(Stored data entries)

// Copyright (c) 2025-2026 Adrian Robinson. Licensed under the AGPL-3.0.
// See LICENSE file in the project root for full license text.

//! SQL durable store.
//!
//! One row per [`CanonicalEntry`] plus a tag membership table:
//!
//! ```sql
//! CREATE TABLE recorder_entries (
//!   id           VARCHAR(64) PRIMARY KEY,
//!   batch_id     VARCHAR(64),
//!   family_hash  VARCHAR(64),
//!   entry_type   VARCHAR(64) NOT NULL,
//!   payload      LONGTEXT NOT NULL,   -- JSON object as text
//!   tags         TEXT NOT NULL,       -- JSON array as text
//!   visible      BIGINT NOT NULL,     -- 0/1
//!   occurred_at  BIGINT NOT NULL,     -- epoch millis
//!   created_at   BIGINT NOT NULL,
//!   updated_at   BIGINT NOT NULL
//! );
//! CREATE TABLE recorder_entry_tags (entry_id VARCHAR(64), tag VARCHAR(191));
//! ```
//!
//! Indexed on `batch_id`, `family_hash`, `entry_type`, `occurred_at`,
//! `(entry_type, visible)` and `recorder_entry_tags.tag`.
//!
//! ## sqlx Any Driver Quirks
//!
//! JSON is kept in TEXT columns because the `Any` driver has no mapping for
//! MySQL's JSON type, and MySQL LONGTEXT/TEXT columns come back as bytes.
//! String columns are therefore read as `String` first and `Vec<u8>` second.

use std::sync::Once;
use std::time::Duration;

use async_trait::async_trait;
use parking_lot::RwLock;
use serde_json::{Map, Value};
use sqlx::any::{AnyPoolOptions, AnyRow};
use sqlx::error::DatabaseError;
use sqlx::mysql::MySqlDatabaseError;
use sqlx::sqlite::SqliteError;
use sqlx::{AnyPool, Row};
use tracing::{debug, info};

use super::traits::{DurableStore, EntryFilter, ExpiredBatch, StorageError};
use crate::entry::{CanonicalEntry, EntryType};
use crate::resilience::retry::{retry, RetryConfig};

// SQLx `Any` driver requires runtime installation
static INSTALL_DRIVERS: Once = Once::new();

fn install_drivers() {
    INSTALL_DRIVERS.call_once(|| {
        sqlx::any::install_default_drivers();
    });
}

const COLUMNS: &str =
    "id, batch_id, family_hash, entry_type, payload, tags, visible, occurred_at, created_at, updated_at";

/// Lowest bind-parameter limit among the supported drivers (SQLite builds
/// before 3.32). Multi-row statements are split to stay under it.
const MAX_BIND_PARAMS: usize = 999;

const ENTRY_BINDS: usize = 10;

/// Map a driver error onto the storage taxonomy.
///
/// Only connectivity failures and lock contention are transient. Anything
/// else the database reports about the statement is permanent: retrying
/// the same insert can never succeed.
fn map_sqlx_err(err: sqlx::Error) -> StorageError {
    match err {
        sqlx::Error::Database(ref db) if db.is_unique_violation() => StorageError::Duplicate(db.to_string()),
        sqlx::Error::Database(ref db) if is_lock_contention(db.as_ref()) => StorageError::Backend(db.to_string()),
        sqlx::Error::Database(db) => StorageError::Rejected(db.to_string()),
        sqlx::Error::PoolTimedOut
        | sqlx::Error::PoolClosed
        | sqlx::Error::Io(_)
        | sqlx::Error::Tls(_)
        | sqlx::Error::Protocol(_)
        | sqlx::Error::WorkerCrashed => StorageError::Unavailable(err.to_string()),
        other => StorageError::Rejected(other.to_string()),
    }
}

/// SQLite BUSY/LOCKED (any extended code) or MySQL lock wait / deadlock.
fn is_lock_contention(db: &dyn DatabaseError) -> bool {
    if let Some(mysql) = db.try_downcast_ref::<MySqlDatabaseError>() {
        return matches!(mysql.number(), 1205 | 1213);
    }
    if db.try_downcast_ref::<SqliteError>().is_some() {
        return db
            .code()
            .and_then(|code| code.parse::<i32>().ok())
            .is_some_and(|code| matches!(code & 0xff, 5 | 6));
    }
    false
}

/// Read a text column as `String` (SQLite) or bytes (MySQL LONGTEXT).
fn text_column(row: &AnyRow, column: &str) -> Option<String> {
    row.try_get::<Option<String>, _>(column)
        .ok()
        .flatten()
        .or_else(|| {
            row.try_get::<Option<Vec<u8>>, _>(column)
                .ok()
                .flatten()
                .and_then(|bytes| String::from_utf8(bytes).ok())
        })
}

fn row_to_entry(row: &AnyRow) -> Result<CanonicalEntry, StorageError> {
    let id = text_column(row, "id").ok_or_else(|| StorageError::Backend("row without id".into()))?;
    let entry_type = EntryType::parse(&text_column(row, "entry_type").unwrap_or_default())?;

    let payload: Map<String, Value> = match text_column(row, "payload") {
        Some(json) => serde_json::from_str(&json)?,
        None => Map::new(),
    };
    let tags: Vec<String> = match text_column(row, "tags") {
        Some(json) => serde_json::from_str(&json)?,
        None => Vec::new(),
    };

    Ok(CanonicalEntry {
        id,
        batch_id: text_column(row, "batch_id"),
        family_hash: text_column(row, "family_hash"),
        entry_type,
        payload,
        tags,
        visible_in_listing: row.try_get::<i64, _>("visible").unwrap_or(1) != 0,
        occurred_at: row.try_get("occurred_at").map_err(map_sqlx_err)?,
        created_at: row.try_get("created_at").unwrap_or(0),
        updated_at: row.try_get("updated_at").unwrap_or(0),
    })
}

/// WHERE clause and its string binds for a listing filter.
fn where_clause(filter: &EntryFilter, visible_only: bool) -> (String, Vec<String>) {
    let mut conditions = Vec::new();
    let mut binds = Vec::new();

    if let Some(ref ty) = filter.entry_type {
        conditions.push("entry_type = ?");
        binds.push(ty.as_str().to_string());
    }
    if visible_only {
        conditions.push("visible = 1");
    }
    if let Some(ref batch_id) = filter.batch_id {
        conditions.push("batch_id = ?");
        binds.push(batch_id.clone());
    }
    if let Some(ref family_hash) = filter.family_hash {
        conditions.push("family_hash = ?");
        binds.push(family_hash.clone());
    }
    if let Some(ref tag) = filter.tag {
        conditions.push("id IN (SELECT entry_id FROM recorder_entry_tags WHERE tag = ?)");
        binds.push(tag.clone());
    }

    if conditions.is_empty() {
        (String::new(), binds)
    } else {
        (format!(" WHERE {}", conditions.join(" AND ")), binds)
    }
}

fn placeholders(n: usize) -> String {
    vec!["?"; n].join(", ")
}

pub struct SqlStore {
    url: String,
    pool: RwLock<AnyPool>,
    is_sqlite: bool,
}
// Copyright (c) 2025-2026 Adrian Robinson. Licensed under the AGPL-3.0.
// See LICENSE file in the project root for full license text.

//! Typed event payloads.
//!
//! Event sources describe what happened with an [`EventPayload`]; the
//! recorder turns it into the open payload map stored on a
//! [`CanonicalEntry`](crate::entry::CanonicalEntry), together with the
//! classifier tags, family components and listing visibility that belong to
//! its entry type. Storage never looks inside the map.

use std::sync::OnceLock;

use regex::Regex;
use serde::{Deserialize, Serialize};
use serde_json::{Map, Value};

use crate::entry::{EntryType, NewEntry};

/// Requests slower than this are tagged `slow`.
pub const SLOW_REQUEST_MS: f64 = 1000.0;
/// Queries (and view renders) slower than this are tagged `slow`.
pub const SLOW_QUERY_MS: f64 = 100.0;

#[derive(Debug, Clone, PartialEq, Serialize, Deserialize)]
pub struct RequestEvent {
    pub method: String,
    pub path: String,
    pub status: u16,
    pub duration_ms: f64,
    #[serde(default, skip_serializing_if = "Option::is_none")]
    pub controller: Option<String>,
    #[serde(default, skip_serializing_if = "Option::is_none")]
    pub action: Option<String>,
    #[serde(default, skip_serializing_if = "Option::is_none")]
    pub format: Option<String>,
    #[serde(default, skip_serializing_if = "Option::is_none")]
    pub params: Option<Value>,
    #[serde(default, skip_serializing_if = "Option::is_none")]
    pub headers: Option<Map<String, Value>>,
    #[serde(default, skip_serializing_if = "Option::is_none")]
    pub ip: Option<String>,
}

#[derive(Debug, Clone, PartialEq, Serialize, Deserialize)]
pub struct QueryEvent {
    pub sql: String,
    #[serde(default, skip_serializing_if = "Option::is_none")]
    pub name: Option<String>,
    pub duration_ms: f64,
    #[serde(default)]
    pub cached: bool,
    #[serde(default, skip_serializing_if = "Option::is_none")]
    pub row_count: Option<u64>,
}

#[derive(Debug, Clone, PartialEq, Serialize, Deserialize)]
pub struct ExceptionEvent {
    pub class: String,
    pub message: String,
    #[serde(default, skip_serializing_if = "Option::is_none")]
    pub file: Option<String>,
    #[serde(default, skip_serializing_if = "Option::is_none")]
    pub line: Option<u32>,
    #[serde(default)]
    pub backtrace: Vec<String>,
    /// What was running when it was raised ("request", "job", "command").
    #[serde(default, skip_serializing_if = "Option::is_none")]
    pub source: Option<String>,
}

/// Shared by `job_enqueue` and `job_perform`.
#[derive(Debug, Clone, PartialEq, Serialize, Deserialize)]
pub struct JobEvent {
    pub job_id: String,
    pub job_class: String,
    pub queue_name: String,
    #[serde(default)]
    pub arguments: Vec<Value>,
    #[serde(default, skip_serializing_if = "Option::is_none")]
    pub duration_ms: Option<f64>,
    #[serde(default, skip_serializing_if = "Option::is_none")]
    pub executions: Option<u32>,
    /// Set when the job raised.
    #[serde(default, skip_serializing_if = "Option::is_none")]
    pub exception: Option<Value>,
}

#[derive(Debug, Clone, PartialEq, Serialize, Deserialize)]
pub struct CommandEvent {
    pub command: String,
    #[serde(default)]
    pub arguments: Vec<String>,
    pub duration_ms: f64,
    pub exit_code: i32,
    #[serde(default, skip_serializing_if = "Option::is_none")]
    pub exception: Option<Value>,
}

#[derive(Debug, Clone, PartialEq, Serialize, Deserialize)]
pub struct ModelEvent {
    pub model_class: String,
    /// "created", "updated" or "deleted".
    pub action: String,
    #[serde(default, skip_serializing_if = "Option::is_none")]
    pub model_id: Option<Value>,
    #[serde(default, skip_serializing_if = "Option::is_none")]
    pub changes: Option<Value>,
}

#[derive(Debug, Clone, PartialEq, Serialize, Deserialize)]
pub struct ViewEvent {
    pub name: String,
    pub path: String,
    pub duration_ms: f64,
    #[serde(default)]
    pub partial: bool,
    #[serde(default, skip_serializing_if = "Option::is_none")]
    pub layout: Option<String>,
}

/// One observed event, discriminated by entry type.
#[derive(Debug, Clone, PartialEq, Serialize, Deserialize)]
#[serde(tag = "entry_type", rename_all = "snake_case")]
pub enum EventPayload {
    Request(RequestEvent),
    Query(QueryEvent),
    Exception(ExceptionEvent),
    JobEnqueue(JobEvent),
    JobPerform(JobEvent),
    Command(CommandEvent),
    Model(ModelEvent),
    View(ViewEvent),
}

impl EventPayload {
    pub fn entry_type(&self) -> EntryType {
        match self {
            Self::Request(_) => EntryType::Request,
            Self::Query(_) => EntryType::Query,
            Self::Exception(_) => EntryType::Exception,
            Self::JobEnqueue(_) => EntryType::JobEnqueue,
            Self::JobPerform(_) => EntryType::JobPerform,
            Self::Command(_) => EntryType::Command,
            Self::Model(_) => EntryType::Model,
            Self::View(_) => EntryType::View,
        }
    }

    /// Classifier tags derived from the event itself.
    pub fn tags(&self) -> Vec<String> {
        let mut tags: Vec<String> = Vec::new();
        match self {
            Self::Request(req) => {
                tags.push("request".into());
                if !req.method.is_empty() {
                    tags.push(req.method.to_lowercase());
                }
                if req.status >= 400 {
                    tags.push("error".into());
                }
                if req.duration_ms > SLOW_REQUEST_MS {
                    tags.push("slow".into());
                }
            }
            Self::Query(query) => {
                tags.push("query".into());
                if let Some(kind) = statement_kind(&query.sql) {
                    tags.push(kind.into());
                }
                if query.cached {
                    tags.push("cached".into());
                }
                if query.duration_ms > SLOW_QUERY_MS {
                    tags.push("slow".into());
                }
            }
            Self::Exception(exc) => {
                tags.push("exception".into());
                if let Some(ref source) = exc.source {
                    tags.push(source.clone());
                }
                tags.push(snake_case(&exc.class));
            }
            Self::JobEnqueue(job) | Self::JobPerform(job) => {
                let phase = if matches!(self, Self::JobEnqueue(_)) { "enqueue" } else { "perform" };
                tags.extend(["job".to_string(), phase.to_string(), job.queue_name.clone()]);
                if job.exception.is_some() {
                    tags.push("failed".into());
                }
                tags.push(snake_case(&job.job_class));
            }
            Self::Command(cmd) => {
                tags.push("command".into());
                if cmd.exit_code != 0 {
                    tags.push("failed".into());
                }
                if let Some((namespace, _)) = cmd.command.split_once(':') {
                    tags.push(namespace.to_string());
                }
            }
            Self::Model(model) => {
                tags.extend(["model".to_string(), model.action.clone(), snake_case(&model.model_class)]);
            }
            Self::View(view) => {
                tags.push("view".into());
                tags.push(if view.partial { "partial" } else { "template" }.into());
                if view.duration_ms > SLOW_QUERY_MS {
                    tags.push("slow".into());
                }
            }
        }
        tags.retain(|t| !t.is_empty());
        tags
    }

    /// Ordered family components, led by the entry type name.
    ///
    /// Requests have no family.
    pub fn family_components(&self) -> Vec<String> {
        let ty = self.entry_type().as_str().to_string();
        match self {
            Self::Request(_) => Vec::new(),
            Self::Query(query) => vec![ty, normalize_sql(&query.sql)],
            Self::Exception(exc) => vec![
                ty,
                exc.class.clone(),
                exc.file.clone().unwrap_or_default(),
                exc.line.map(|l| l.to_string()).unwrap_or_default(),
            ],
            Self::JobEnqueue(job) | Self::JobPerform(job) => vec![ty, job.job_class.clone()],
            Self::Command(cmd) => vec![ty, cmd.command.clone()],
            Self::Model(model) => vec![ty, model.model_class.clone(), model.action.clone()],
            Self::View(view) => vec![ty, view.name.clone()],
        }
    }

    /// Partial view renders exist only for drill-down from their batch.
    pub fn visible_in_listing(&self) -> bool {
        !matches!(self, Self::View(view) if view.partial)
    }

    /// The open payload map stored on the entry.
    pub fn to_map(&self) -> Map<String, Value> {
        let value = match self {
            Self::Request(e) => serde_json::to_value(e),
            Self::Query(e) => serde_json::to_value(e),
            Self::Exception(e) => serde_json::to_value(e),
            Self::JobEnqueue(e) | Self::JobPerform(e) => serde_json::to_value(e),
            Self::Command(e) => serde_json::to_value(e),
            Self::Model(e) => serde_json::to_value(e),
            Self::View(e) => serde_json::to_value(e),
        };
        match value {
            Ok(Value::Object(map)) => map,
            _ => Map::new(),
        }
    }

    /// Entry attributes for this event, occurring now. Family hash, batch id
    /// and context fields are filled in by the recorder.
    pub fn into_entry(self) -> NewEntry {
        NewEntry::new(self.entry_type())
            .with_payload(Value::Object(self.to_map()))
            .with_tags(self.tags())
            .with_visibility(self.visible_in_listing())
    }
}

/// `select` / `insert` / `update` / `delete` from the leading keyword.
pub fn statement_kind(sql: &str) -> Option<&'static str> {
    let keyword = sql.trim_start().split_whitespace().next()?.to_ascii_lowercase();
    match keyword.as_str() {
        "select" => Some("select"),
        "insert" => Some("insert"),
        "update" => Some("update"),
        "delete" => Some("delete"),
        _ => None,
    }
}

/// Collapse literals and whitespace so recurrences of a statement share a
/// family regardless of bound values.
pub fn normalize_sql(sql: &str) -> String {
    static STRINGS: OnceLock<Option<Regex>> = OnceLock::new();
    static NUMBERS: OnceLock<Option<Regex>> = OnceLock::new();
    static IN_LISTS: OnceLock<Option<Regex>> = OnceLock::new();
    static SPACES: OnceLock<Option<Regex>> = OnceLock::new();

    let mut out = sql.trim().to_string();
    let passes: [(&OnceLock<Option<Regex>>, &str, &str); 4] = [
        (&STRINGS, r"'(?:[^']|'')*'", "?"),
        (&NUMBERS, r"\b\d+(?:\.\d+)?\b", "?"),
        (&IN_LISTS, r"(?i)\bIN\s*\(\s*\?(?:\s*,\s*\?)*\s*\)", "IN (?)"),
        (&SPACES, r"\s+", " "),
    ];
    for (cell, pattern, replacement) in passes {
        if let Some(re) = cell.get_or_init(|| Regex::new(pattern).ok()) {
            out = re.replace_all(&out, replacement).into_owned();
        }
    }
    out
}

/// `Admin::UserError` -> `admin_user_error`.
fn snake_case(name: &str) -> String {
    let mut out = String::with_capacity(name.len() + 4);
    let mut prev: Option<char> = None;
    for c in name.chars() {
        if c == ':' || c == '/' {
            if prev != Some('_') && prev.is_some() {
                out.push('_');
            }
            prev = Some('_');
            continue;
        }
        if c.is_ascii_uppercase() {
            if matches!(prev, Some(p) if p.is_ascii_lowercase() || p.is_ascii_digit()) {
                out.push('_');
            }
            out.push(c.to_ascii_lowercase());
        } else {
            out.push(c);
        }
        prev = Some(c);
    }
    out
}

__WORK TO COMPLETE__. Please count the lines that hold "join" in this data and report the total alone.

__RESPONSE TO THE EXERCISE__. 2